_Data for analysis_.
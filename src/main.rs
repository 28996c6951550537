use std::sync::Arc;
use std::time::Duration;

mod ai;
mod app;
mod config;
mod embeddings;
mod error;
mod ingredients;
mod kv;
mod meal_plans;
mod nutrition;
mod state;
#[cfg(test)]
mod testing;

#[tokio::main]
async fn main() -> anyhow::Result<()> {
    dotenvy::dotenv().ok();

    let env_filter = std::env::var("RUST_LOG")
        .unwrap_or_else(|_| "mealplanner=debug,axum=info,tower_http=info".to_string());
    let json_logs = std::env::var("LOG_FORMAT")
        .map(|v| v == "json")
        .unwrap_or(false);

    if json_logs {
        tracing_subscriber::fmt()
            .with_env_filter(env_filter)
            .with_target(false)
            .json()
            .init();
    } else {
        tracing_subscriber::fmt().with_env_filter(env_filter).init();
    }

    let app_state = state::AppState::init().await?;

    if let Some(db) = &app_state.db {
        if let Err(e) = sqlx::migrate!("./migrations").run(db).await {
            tracing::warn!(error = %e, "migration failed; continuing");
        }
    }

    kv::spawn_expiry_sweeper(
        Arc::clone(&app_state.kv),
        Duration::from_secs(app_state.config.kv_sweep_interval_secs.max(1)),
    );

    let app = app::build_app(app_state);
    app::serve(app).await
}
use std::sync::Arc;

use async_trait::async_trait;
use tracing::{debug, info, instrument};

use super::dto::{CompletionRequest, GenerationOutput, ProviderKind, ProviderPreference};
use super::error::ProviderError;

#[async_trait]
pub trait GenerationBackend: Send + Sync {
    fn name(&self) -> &'static str;
    async fn complete(&self, req: &CompletionRequest) -> Result<GenerationOutput, ProviderError>;
}

const ADAPT_SYSTEM_PROMPT: &str = "You are an expert chef that adapts precise ingredient lists between similar meals. Always provide exact quantities and specific ingredient types.";
const ADAPT_MAX_TOKENS: u32 = 800;

/// Dispatches generation to the backend named by the caller's preference.
pub struct ProviderGateway {
    workers: Arc<dyn GenerationBackend>,
    claude: Arc<dyn GenerationBackend>,
    deployment_claude_key: Option<String>,
}

impl ProviderGateway {
    pub fn new(
        workers: Arc<dyn GenerationBackend>,
        claude: Arc<dyn GenerationBackend>,
        deployment_claude_key: Option<String>,
    ) -> Self {
        Self {
            workers,
            claude,
            deployment_claude_key,
        }
    }

    #[instrument(skip(self, pref, prompt, system), fields(provider = %pref.provider))]
    pub async fn generate(
        &self,
        pref: &ProviderPreference,
        prompt: &str,
        system: &str,
        max_tokens: u32,
    ) -> Result<GenerationOutput, ProviderError> {
        let (backend, api_key) = match pref.provider {
            ProviderKind::WorkersAi => (&self.workers, None),
            ProviderKind::Claude => {
                let key = pref
                    .api_key
                    .clone()
                    .or_else(|| self.deployment_claude_key.clone())
                    .ok_or(ProviderError::MissingCredential("Claude"))?;
                (&self.claude, Some(key))
            }
        };
        let req = CompletionRequest {
            system: system.to_string(),
            prompt: prompt.to_string(),
            max_tokens,
            api_key,
        };
        debug!(backend = backend.name(), max_tokens, "dispatching generation");
        backend.complete(&req).await
    }

    /// Rewrites a known ingredient list so it fits a similar but different set of meals.
    pub async fn adapt(
        &self,
        pref: &ProviderPreference,
        original_meal: &str,
        target_meal: &str,
        original_ingredients: &str,
    ) -> Result<String, ProviderError> {
        let prompt = adaptation_prompt(original_meal, target_meal, original_ingredients);
        let adapted = self
            .generate(pref, &prompt, ADAPT_SYSTEM_PROMPT, ADAPT_MAX_TOKENS)
            .await?
            .into_text();
        info!(original_meal, target_meal, "ingredients adapted");
        Ok(adapted)
    }
}

pub fn adaptation_prompt(original_meal: &str, target_meal: &str, original_ingredients: &str) -> String {
    format!(
        r#"Adapt this ingredient list from "{original_meal}" to "{target_meal}".

Original ingredients:
{original_ingredients}

REQUIREMENTS:
1. Keep the same format with exact quantities and specific ingredient types
2. Make precise substitutions for the differences between meals (e.g., if changing rice to naan, substitute "2 cups jasmine rice" with "4 pieces naan bread")
3. Maintain the same level of detail and specificity
4. Use bullet points for each ingredient
5. Include all necessary ingredients with exact quantities
6. No vague terms like "as needed" or "other vegetables"

Return only the adapted ingredient list with exact quantities, no explanations."#
    )
}

#[cfg(test)]
mod tests {
    use super::*;
    use crate::testing::ScriptedBackend;

    fn gateway(deployment_key: Option<&str>) -> (ProviderGateway, Arc<ScriptedBackend>, Arc<ScriptedBackend>) {
        let workers = Arc::new(ScriptedBackend::text("workers-ai", "from workers"));
        let claude = Arc::new(ScriptedBackend::text("claude", "from claude"));
        let gw = ProviderGateway::new(workers.clone(), claude.clone(), deployment_key.map(Into::into));
        (gw, workers, claude)
    }

    #[tokio::test]
    async fn default_preference_uses_workers_without_credential() {
        let (gw, workers, claude) = gateway(None);
        let out = gw
            .generate(&ProviderPreference::default(), "p", "s", 10)
            .await
            .unwrap();
        assert_eq!(out.into_text(), "from workers");
        assert_eq!(workers.calls().len(), 1);
        assert!(workers.calls()[0].api_key.is_none());
        assert!(claude.calls().is_empty());
    }

    #[tokio::test]
    async fn stored_key_overrides_deployment_key() {
        let (gw, _, claude) = gateway(Some("sk-ant-deploy"));
        let pref = ProviderPreference {
            provider: ProviderKind::Claude,
            api_key: Some("sk-ant-user".into()),
            explicitly_set: true,
        };
        gw.generate(&pref, "p", "s", 10).await.unwrap();
        assert_eq!(claude.calls()[0].api_key.as_deref(), Some("sk-ant-user"));
    }

    #[tokio::test]
    async fn deployment_key_is_the_fallback() {
        let (gw, _, claude) = gateway(Some("sk-ant-deploy"));
        let pref = ProviderPreference {
            provider: ProviderKind::Claude,
            ..Default::default()
        };
        gw.generate(&pref, "p", "s", 10).await.unwrap();
        assert_eq!(claude.calls()[0].api_key.as_deref(), Some("sk-ant-deploy"));
    }

    #[tokio::test]
    async fn claude_without_any_key_is_a_configuration_error() {
        let (gw, _, claude) = gateway(None);
        let pref = ProviderPreference {
            provider: ProviderKind::Claude,
            ..Default::default()
        };
        let err = gw.generate(&pref, "p", "s", 10).await.unwrap_err();
        assert!(matches!(err, ProviderError::MissingCredential(_)));
        assert!(claude.calls().is_empty());
    }

    #[tokio::test]
    async fn adapt_builds_substitution_prompt() {
        let (gw, workers, _) = gateway(None);
        gw.adapt(&ProviderPreference::default(), "rice|curry", "curry|naan", "- 2 cups jasmine rice")
            .await
            .unwrap();
        let calls = workers.calls();
        let call = &calls[0];
        assert_eq!(call.max_tokens, ADAPT_MAX_TOKENS);
        assert!(call.prompt.contains(r#"from "rice|curry" to "curry|naan""#));
        assert!(call.prompt.contains("- 2 cups jasmine rice"));
    }
}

_Exercise_. Using only the listing above, restate exactly the lines from the line containing "use async_trait::async_trait;" through the line containing "fn name(&self) -> &'static str;", both included.

_Result of the exercise_.
use async_trait::async_trait;
use tracing::{debug, info, instrument};

use super::dto::{CompletionRequest, GenerationOutput, ProviderKind, ProviderPreference};
use super::error::ProviderError;

#[async_trait]
pub trait GenerationBackend: Send + Sync {
    fn name(&self) -> &'static str;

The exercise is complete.